*** Opening Task data ***

//! cm-server HTTP Server
//!
//! Serves the Bitcoin, oil and water valuation models, the comparator and
//! the reference case study.

use cm_server::{config, router, AppState, ServerConfig};
use cm_valuation::tools;

#[tokio::main]
async fn main() -> anyhow::Result<()> {
    // Load environment before reading any configuration
    dotenvy::dotenv().ok();
    let config = ServerConfig::from_env();
    config::init_tracing(&config.log_filter);

    let tools = tools::registry();
    tracing::info!("Registered {} tools:", tools.len());
    for name in tools.names() {
        tracing::info!("  • {}", name);
    }

    if !config.cors_permissive {
        tracing::info!("CORS restricted to same-origin requests");
    }

    let app = router(AppState::new(tools), &config);

    let listener = tokio::net::TcpListener::bind(&config.bind_addr).await?;

    tracing::info!("══════════════════════════════════════════════════");
    tracing::info!("cm-server running on http://{}", config.bind_addr);
    tracing::info!("══════════════════════════════════════════════════");
    tracing::info!("Endpoints:");
    tracing::info!("  GET  /health                  - Health check");
    tracing::info!("  GET  /api/tools               - Tool schemas");
    tracing::info!("  POST /api/tools/execute       - Execute a tool call");
    tracing::info!("  POST /api/valuation/bitcoin   - Bitcoin CM value and risk");
    tracing::info!("  POST /api/valuation/resource  - Oil/water CM value and sustainability");
    tracing::info!("  POST /api/compare             - Rank three results");
    tracing::info!("  GET  /api/case-study          - Reference scenario");

    axum::serve(listener, app).await?;

    Ok(())
}
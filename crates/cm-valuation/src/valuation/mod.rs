//! Valuation Models
//!
//! Pure closed-form models for each asset class, plus the interpretation
//! bands used when reporting their scores.

mod bitcoin;
mod resource;

pub use bitcoin::{BitcoinBreakdown, BitcoinValuation};
pub use resource::{sustainability, ResourceBreakdown, ResourceValuation};

use serde::{Deserialize, Serialize};

use crate::error::Result;
use crate::model::{BitcoinInputs, ResourceInputs, ValuationResult};

/// Evaluate Bitcoin to `(value, risk)`
pub fn evaluate_bitcoin(inputs: &BitcoinInputs) -> Result<ValuationResult> {
    BitcoinValuation::evaluate(inputs)
}

/// Evaluate oil or water to `(value, sustainability)`
pub fn evaluate_resource(inputs: &ResourceInputs) -> Result<ValuationResult> {
    ResourceValuation::evaluate(inputs)
}

/// Interpretation of a Bitcoin risk score
#[derive(Clone, Copy, Debug, PartialEq, Eq, Serialize, Deserialize)]
#[serde(rename_all = "snake_case")]
pub enum RiskBand {
    Low,
    Moderate,
    High,
}

impl RiskBand {
    pub fn from_risk(risk: f64) -> Self {
        if risk < 30.0 {
            RiskBand::Low
        } else if risk < 60.0 {
            RiskBand::Moderate
        } else {
            RiskBand::High
        }
    }

    pub fn description(self) -> &'static str {
        match self {
            RiskBand::Low => "Low Risk - Stable CM System",
            RiskBand::Moderate => "Moderate Risk - Monitor Volatility",
            RiskBand::High => "High Risk - Significant Uncertainty",
        }
    }
}

/// Interpretation of a resource sustainability score.
///
/// Thresholds differ from the scoring bands: a score of exactly 70 reads as
/// moderate.
#[derive(Clone, Copy, Debug, PartialEq, Eq, Serialize, Deserialize)]
#[serde(rename_all = "snake_case")]
pub enum SustainabilityBand {
    Sustainable,
    Moderate,
    Unsustainable,
}

impl SustainabilityBand {
    pub fn from_score(sustainability: f64) -> Self {
        if sustainability > 70.0 {
            SustainabilityBand::Sustainable
        } else if sustainability > 40.0 {
            SustainabilityBand::Moderate
        } else {
            SustainabilityBand::Unsustainable
        }
    }

    pub fn description(self) -> &'static str {
        match self {
            SustainabilityBand::Sustainable => "Sustainable Resource - Stable CM System",
            SustainabilityBand::Moderate => "Moderate Sustainability - Monitor Extraction",
            SustainabilityBand::Unsustainable => "Unsustainable - High Depletion Risk",
        }
    }
}

#[cfg(test)]
mod tests {
    use super::*;

    #[test]
    fn test_risk_bands() {
        assert_eq!(RiskBand::from_risk(-5.0), RiskBand::Low);
        assert_eq!(RiskBand::from_risk(29.99), RiskBand::Low);
        assert_eq!(RiskBand::from_risk(30.0), RiskBand::Moderate);
        assert_eq!(RiskBand::from_risk(59.99), RiskBand::Moderate);
        assert_eq!(RiskBand::from_risk(60.0), RiskBand::High);
        assert_eq!(RiskBand::from_risk(102.68), RiskBand::High);
    }

    #[test]
    fn test_sustainability_bands() {
        assert_eq!(SustainabilityBand::from_score(90.0), SustainabilityBand::Sustainable);
        assert_eq!(SustainabilityBand::from_score(70.0), SustainabilityBand::Moderate);
        assert_eq!(SustainabilityBand::from_score(50.0), SustainabilityBand::Moderate);
        assert_eq!(SustainabilityBand::from_score(30.0), SustainabilityBand::Unsustainable);
    }
}
//! Error Types

use thiserror::Error;

/// Result type alias for tool operations
pub type Result<T> = std::result::Result<T, ToolkitError>;

/// Tool framework error types
#[derive(Error, Debug)]
pub enum ToolkitError {
    /// Tool not found in registry
    #[error("Tool not found: {0}")]
    ToolNotFound(String),
    
    /// Tool validation failed
    #[error("Tool validation error: {0}")]
    ToolValidation(String),
    
    /// JSON serialization error
    #[error("JSON error: {0}")]
    Json(#[from] serde_json::Error),
    
    /// Other/unknown error
    #[error("{0}")]
    Other(String),
}

impl ToolkitError {
    /// Stable machine-readable code for API responses
    pub fn code(&self) -> &'static str {
        match self {
            ToolkitError::ToolNotFound(_) => "TOOL_NOT_FOUND",
            ToolkitError::ToolValidation(_) => "INVALID_ARGUMENTS",
            ToolkitError::Json(_) => "JSON_ERROR",
            ToolkitError::Other(_) => "INTERNAL_ERROR",
        }
    }
    
    /// Convert to a user-friendly message
    pub fn user_message(&self) -> String {
        match self {
            ToolkitError::ToolNotFound(name) => format!("The tool '{}' is not available.", name),
            ToolkitError::ToolValidation(msg) => format!("Invalid tool input: {}", msg),
            _ => "An unexpected error occurred.".into(),
        }
    }
}

impl From<anyhow::Error> for ToolkitError {
    fn from(err: anyhow::Error) -> Self {
        ToolkitError::Other(err.to_string())
    }
}

#[cfg(test)]
mod tests {
    use super::*;

    #[test]
    fn test_codes_and_messages() {
        let err = ToolkitError::ToolNotFound("oracle".into());
        assert_eq!(err.code(), "TOOL_NOT_FOUND");
        assert_eq!(err.user_message(), "The tool 'oracle' is not available.");
        
        let err: ToolkitError = anyhow::anyhow!("boom").into();
        assert_eq!(err.code(), "INTERNAL_ERROR");
        assert_eq!(err.to_string(), "boom");
    }
}
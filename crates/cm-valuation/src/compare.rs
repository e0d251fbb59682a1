//! Cross-Asset Comparison
//!
//! Puts Bitcoin risk and resource sustainability on one risk scale and
//! ranks the three asset classes.

use std::fmt;

use serde::{Deserialize, Serialize};

use crate::error::{ensure_finite, Result};
use crate::model::{AssetClass, ComparisonReport, ValuationResult};

/// Convert a sustainability score (higher = better) to a risk (higher = worse)
pub fn sustainability_to_risk(sustainability: f64) -> f64 {
    100.0 - sustainability
}

/// Compare Bitcoin against oil and water.
///
/// `bitcoin.score` is a risk; `oil.score` and `water.score` are
/// sustainabilities and get inverted before ranking. Every figure must be
/// finite, otherwise the ranking is meaningless and a domain error is
/// returned.
pub fn compare(
    bitcoin: ValuationResult,
    oil: ValuationResult,
    water: ValuationResult,
) -> Result<ComparisonReport> {
    let values = [
        ensure_finite("bitcoin_value", bitcoin.value)?,
        ensure_finite("oil_value", oil.value)?,
        ensure_finite("water_value", water.value)?,
    ];
    let risks = [
        ensure_finite("bitcoin_risk", bitcoin.score)?,
        sustainability_to_risk(ensure_finite("oil_sustainability", oil.score)?),
        sustainability_to_risk(ensure_finite("water_sustainability", water.score)?),
    ];

    let report = ComparisonReport {
        values,
        risks,
        best_value_index: first_index_by(&values, |candidate, best| candidate > best),
        lowest_risk_index: first_index_by(&risks, |candidate, best| candidate < best),
    };

    tracing::debug!(
        best_value = %report.best_value(),
        lowest_risk = %report.lowest_risk(),
        "compared asset classes"
    );

    Ok(report)
}

/// Index of the first element that no later element strictly beats,
/// so ties resolve to the earliest index
fn first_index_by(items: &[f64; 3], beats: impl Fn(f64, f64) -> bool) -> usize {
    let mut best = 0;
    for (i, &candidate) in items.iter().enumerate().skip(1) {
        if beats(candidate, items[best]) {
            best = i;
        }
    }
    best
}

/// Headline conclusion of a comparison
#[derive(Clone, Copy, Debug, PartialEq, Eq, Serialize, Deserialize)]
#[serde(rename_all = "snake_case", tag = "kind")]
pub enum Verdict {
    /// One asset has both the highest value and the lowest risk
    Dominates { asset: AssetClass },
    TradeOff {
        higher_value: AssetClass,
        more_stable: AssetClass,
    },
}

impl Verdict {
    pub fn from_report(report: &ComparisonReport) -> Self {
        if report.best_value_index == report.lowest_risk_index {
            Verdict::Dominates { asset: report.best_value() }
        } else {
            Verdict::TradeOff {
                higher_value: report.best_value(),
                more_stable: report.lowest_risk(),
            }
        }
    }
}

impl fmt::Display for Verdict {
    fn fmt(&self, f: &mut fmt::Formatter<'_>) -> fmt::Result {
        match self {
            Verdict::Dominates { asset } => {
                write!(f, "{} dominates in both value AND stability.", asset)
            }
            Verdict::TradeOff { higher_value, more_stable } => write!(
                f,
                "Trade-off detected - {} has higher value but {} is more stable.",
                higher_value, more_stable
            ),
        }
    }
}

impl ComparisonReport {
    pub fn verdict(&self) -> Verdict {
        Verdict::from_report(self)
    }
}

#[cfg(test)]
mod tests {
    use super::*;
    use crate::error::ValuationError;

    #[test]
    fn test_sustainability_inverted_exactly() {
        let report = compare(
            ValuationResult::new(1.0, 42.5),
            ValuationResult::new(2.0, 70.0),
            ValuationResult::new(3.0, 90.0),
        )
        .unwrap();

        assert_eq!(report.risks[0], 42.5);
        assert_eq!(report.risks[1], 100.0 - 70.0);
        assert_eq!(report.risks[2], 100.0 - 90.0);
        assert_eq!(report.values, [1.0, 2.0, 3.0]);
    }

    #[test]
    fn test_reference_scenario_dominance() {
        let report = compare(
            ValuationResult::new(356.16, 102.68),
            ValuationResult::new(2571.43, 50.0),
            ValuationResult::new(1_470_000.0, 90.0),
        )
        .unwrap();

        assert_eq!(report.best_value(), AssetClass::Water);
        assert_eq!(report.lowest_risk(), AssetClass::Water);
        assert_eq!(report.verdict(), Verdict::Dominates { asset: AssetClass::Water });
        assert_eq!(
            report.verdict().to_string(),
            "Water dominates in both value AND stability."
        );
    }

    #[test]
    fn test_trade_off() {
        let report = compare(
            ValuationResult::new(500.0, 20.0),
            ValuationResult::new(100.0, 90.0),
            ValuationResult::new(50.0, 30.0),
        )
        .unwrap();

        assert_eq!(report.best_value_index, 0);
        assert_eq!(report.lowest_risk_index, 1);
        assert_eq!(
            report.verdict().to_string(),
            "Trade-off detected - Bitcoin has higher value but Oil is more stable."
        );
    }

    #[test]
    fn test_ties_resolve_to_first_index() {
        let report = compare(
            ValuationResult::new(10.0, 50.0),
            ValuationResult::new(20.0, 50.0),
            ValuationResult::new(20.0, 50.0),
        )
        .unwrap();
        assert_eq!(report.best_value_index, 1);
        assert_eq!(report.lowest_risk_index, 0);

        let all_equal = compare(
            ValuationResult::new(7.0, 10.0),
            ValuationResult::new(7.0, 90.0),
            ValuationResult::new(7.0, 90.0),
        )
        .unwrap();
        assert_eq!(all_equal.best_value_index, 0);
        assert_eq!(all_equal.lowest_risk_index, 0);
    }

    #[test]
    fn test_non_finite_inputs_rejected() {
        let err = compare(
            ValuationResult::new(f64::INFINITY, f64::NAN),
            ValuationResult::new(5.0, 50.0),
            ValuationResult::new(1.0, 50.0),
        )
        .unwrap_err();
        assert_eq!(err, ValuationError::Domain { field: "bitcoin_value", reason: "must be finite" });

        let nan_sustainability = compare(
            ValuationResult::new(1.0, 20.0),
            ValuationResult::new(5.0, 50.0),
            ValuationResult::new(1.0, f64::NAN),
        );
        assert_eq!(nan_sustainability.unwrap_err().field(), Some("water_sustainability"));
    }

    #[test]
    fn test_verdict_serializes_tagged() {
        let verdict = Verdict::TradeOff {
            higher_value: AssetClass::Oil,
            more_stable: AssetClass::Water,
        };
        assert_eq!(
            serde_json::to_value(verdict).unwrap(),
            serde_json::json!({"kind": "trade_off", "higher_value": "oil", "more_stable": "water"})
        );
    }
}
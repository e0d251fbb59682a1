//! Application State

use std::sync::Arc;

use cm_toolkit::ToolRegistry;

/// Shared application state
#[derive(Clone)]
pub struct AppState {
    /// Tool registry with all valuation tools
    pub tools: Arc<ToolRegistry>,
}

impl AppState {
    pub fn new(tools: ToolRegistry) -> Self {
        Self { tools: Arc::new(tools) }
    }
}
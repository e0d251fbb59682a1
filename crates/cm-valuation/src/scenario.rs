//! Case Study Scenarios
//!
//! Bundles inputs for all three asset classes and runs them end to end:
//! evaluate each, compare, render.

use chrono::{DateTime, Utc};
use serde::{Deserialize, Serialize};

use crate::compare::{compare, Verdict};
use crate::error::Result;
use crate::model::{BitcoinInputs, ComparisonReport, ResourceInputs, ResourceKind};
use crate::report;
use crate::valuation::{BitcoinBreakdown, BitcoinValuation, ResourceBreakdown, ResourceValuation};

/// Closing notes printed after every case study
pub const INTERPRETATION_GUIDE: [&str; 4] = [
    "High CM Value: Strong monetary properties",
    "Low Risk Score: Stable, sustainable system",
    "Trade-offs: Balance value vs stability",
    "Sustainability: Long-term viability indicator",
];

/// Inputs for one Bitcoin / oil / water comparison
#[derive(Clone, Copy, Debug, PartialEq, Serialize, Deserialize)]
pub struct CaseStudy {
    pub bitcoin: BitcoinInputs,
    pub oil: ResourceInputs,
    pub water: ResourceInputs,
}

impl Default for CaseStudy {
    fn default() -> Self {
        Self::reference()
    }
}

impl CaseStudy {
    /// 2024 network figures and global oil / freshwater reserves
    pub fn reference() -> Self {
        Self {
            bitcoin: BitcoinInputs {
                supply: 19.5e6,
                hashrate_eh: 500.0,
                block_reward: 6.25,
                market_cap_usd: 1.2e12,
            },
            oil: ResourceInputs {
                kind: ResourceKind::Oil,
                reserves: 1.5e12,
                extraction_rate: 35e9,
                price_usd: 80.0,
                extraction_cost_usd: 40.0,
            },
            water: ResourceInputs {
                kind: ResourceKind::Water,
                reserves: 1.4e18,
                extraction_rate: 4e15,
                price_usd: 0.005,
                extraction_cost_usd: 0.002,
            },
        }
    }

    /// Evaluate all three assets and compare them.
    ///
    /// The first domain error aborts the run.
    pub fn run(&self) -> Result<CaseStudyOutcome> {
        let bitcoin = BitcoinValuation::breakdown(&self.bitcoin)?;
        let oil = ResourceValuation::breakdown(&self.oil)?;
        let water = ResourceValuation::breakdown(&self.water)?;

        let comparison = compare(bitcoin.result(), oil.result(), water.result())?;
        let verdict = comparison.verdict();

        tracing::info!(%verdict, "case study complete");

        Ok(CaseStudyOutcome {
            bitcoin,
            oil,
            water,
            comparison,
            verdict,
            generated_at: Utc::now(),
        })
    }
}

/// Everything a case study produces
#[derive(Clone, Debug, Serialize, Deserialize)]
pub struct CaseStudyOutcome {
    pub bitcoin: BitcoinBreakdown,
    pub oil: ResourceBreakdown,
    pub water: ResourceBreakdown,
    pub comparison: ComparisonReport,
    pub verdict: Verdict,
    pub generated_at: DateTime<Utc>,
}

impl CaseStudyOutcome {
    /// Full console report: three single-asset sections, the comparison and
    /// the interpretation guide
    pub fn render(&self) -> String {
        let mut out = String::new();
        out.push_str(&report::bitcoin_report(&self.bitcoin));
        out.push('\n');
        out.push_str(&report::resource_report(&self.oil));
        out.push('\n');
        out.push_str(&report::resource_report(&self.water));
        out.push('\n');
        out.push_str(&report::comparison_report(&self.comparison));

        out.push_str("\n=== INTERPRETATION GUIDE ===\n");
        for (i, line) in INTERPRETATION_GUIDE.iter().enumerate() {
            out.push_str(&format!("{}. {}\n", i + 1, line));
        }
        out
    }
}

#[cfg(test)]
mod tests {
    use super::*;
    use crate::model::AssetClass;

    #[test]
    fn test_reference_case_study() {
        let outcome = CaseStudy::reference().run().unwrap();

        assert!((outcome.bitcoin.value - 356.16).abs() < 0.01);
        assert!((outcome.oil.value - 2571.43).abs() < 0.01);
        assert!((outcome.water.value - 1_470_000.0).abs() < 1.0);

        assert!((outcome.comparison.risks[1] - 50.0).abs() < f64::EPSILON);
        assert!((outcome.comparison.risks[2] - 10.0).abs() < f64::EPSILON);
        assert_eq!(outcome.verdict, Verdict::Dominates { asset: AssetClass::Water });
    }

    #[test]
    fn test_render_contains_all_sections() {
        let text = CaseStudy::reference().run().unwrap().render();

        assert!(text.contains("=== BITCOIN CM ANALYSIS ==="));
        assert!(text.contains("=== OIL CM ANALYSIS ==="));
        assert!(text.contains("=== WATER CM ANALYSIS ==="));
        assert!(text.contains("=== CM SYSTEM COMPARISON ==="));
        assert!(text.contains("CONCLUSION: Water dominates in both value AND stability."));
        assert!(text.contains("4. Sustainability: Long-term viability indicator"));
    }

    #[test]
    fn test_domain_error_aborts() {
        let mut study = CaseStudy::reference();
        study.oil.extraction_rate = 0.0;
        assert_eq!(study.run().unwrap_err().field(), Some("extraction_rate"));
    }

    #[test]
    fn test_deserialize_custom_scenario() {
        let mut json = serde_json::to_value(CaseStudy::reference()).unwrap();
        json["bitcoin"]["hashrate_eh"] = serde_json::json!(1500.0);
        let study: CaseStudy = serde_json::from_value(json).unwrap();
        let outcome = study.run().unwrap();
        assert!(outcome.bitcoin.centralization_risk < 0.0);
    }
}
//! # cm-valuation
//!
//! Commodity money (CM) valuation for three asset classes: Bitcoin, oil
//! and water. Each model is a closed-form function of a handful of figures
//! returning a value index and a score; a comparator puts the scores on a
//! common risk scale and ranks the assets.
//!
//! ## Data Flow
//!
//! ```text
//! ┌──────────────────┐   (value, risk)
//! │ BitcoinValuation │──────────────────┐
//! └──────────────────┘                  │      ┌────────────┐     ┌────────┐
//! ┌──────────────────┐ (value, sust.)   ├─────▶│  compare   │────▶│ report │
//! │ResourceValuation │──────────────────┤      │ 100 - sust.│     └────────┘
//! │  oil   /  water  │──────────────────┘      └────────────┘
//! └──────────────────┘
//! ```
//!
//! ## Reading the scores
//!
//! - Bitcoin's score is a **risk** (higher = worse) and is not clamped: the
//!   2024 reference figures already give ~102.7.
//! - Oil and water scores are **sustainability** (higher = better), banded
//!   on years to depletion: >100y = 90, >50y = 70, >20y = 50, else 30.

pub mod valuation;
pub mod compare;
pub mod report;
pub mod scenario;
pub mod svckit;
pub mod model;
pub mod error;

pub use error::{ValuationError, Result};
pub use model::{AssetClass, BitcoinInputs, ComparisonReport, ResourceInputs, ResourceKind, ValuationResult};
pub use valuation::{
    evaluate_bitcoin, evaluate_resource, BitcoinBreakdown, BitcoinValuation, ResourceBreakdown,
    ResourceValuation, RiskBand, SustainabilityBand,
};
pub use compare::{compare, Verdict};
pub use scenario::{CaseStudy, CaseStudyOutcome};

/// Re-export tools for easy registration
pub mod tools {
    pub use crate::svckit::{
        registry,
        BitcoinCmTool,
        ResourceCmTool,
        CompareCmTool,
        CaseStudyTool,
    };
}
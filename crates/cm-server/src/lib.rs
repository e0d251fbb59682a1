//! # cm-server
//!
//! Axum service exposing the commodity money valuation models over HTTP,
//! both as typed endpoints and through the generic tool registry.

pub mod config;
pub mod handlers;
pub mod routes;
pub mod state;

pub use config::ServerConfig;
pub use routes::router;
pub use state::AppState;
//! The localized URL scheme. These paths are the contract between router registrations
//! and in-page links.

pub const HOME: &str = "/";
pub const TIRES: &str = "/llantas";
pub const TIRE_DETAIL: &str = "/llantas/:id";
pub const TIRE_COMPARISON: &str = "/llantas/comparar";
pub const TIRE_MULTI_COMPARISON: &str = "/llantas/comparar-multi";
pub const BUSINESSES: &str = "/negocios";
pub const BUSINESS_DETAIL: &str = "/negocios/:id";
pub const LOGIN: &str = "/iniciar-sesion";
pub const REGISTER: &str = "/registrarse";
pub const FORGOT_PASSWORD: &str = "/recuperar-contrasena";
pub const RESET_PASSWORD: &str = "/restablecer-contrasena";
pub const REQUEST_BUSINESS: &str = "/registrar-negocio";
pub const ADMIN_DASHBOARD: &str = "/administracion";
pub const ADMIN_TIRES: &str = "/administracion/llantas";
pub const ADMIN_INVENTORY: &str = "/administracion/inventario";
pub const ADMIN_MY_BUSINESS: &str = "/administracion/mi-negocio";
pub const ADMIN_BUSINESS_APPLICATIONS: &str = "/administracion/solicitudes-negocios";
pub const ADMIN_REPORTS: &str = "/administracion/reportes";
pub const BUSINESS_DASHBOARD: &str = "/admin/dashboard";
pub const BUSINESS_MY_BUSINESS: &str = "/admin/mi-negocio";
pub const BUSINESS_INVENTORY: &str = "/admin/inventario";
pub const SETTINGS: &str = "/configuracion";

pub fn tire_detail(id: &str) -> String {
    format!("{}/{}", TIRES, urlencoding::encode(id))
}

pub fn business_detail(id: &str) -> String {
    format!("{}/{}", BUSINESSES, urlencoding::encode(id))
}

/// Price comparison for one tire (`?tire_id=`).
pub fn tire_comparison(tire_id: &str) -> String {
    format!("{}?tire_id={}", TIRE_COMPARISON, urlencoding::encode(tire_id))
}

/// Side-by-side comparison; ids travel comma-separated in `tire_ids`.
pub fn tire_multi_comparison<S: AsRef<str>>(tire_ids: &[S]) -> String {
    if tire_ids.is_empty() {
        return TIRE_MULTI_COMPARISON.to_string();
    }
    let ids: Vec<&str> = tire_ids.iter().map(AsRef::as_ref).collect();
    format!("{}?tire_ids={}", TIRE_MULTI_COMPARISON, ids.join(","))
}

/// Admin dashboard opened on a given tab.
pub fn admin_tab(tab: &str) -> String {
    format!("{}?tab={}", ADMIN_DASHBOARD, urlencoding::encode(tab))
}

/// Link sent by the password recovery email.
pub fn reset_password(token: &str, email: &str) -> String {
    format!(
        "{}?token={}&email={}",
        RESET_PASSWORD,
        urlencoding::encode(token),
        urlencoding::encode(email)
    )
}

*** Closing Task data ***

*Exercise brief*: Filter the records down to the lines containing the word "indicator", and copy those.

*Answer box*:
    "Sustainability: Long-term viability indicator",
        assert!(text.contains("4. Sustainability: Long-term viability indicator"));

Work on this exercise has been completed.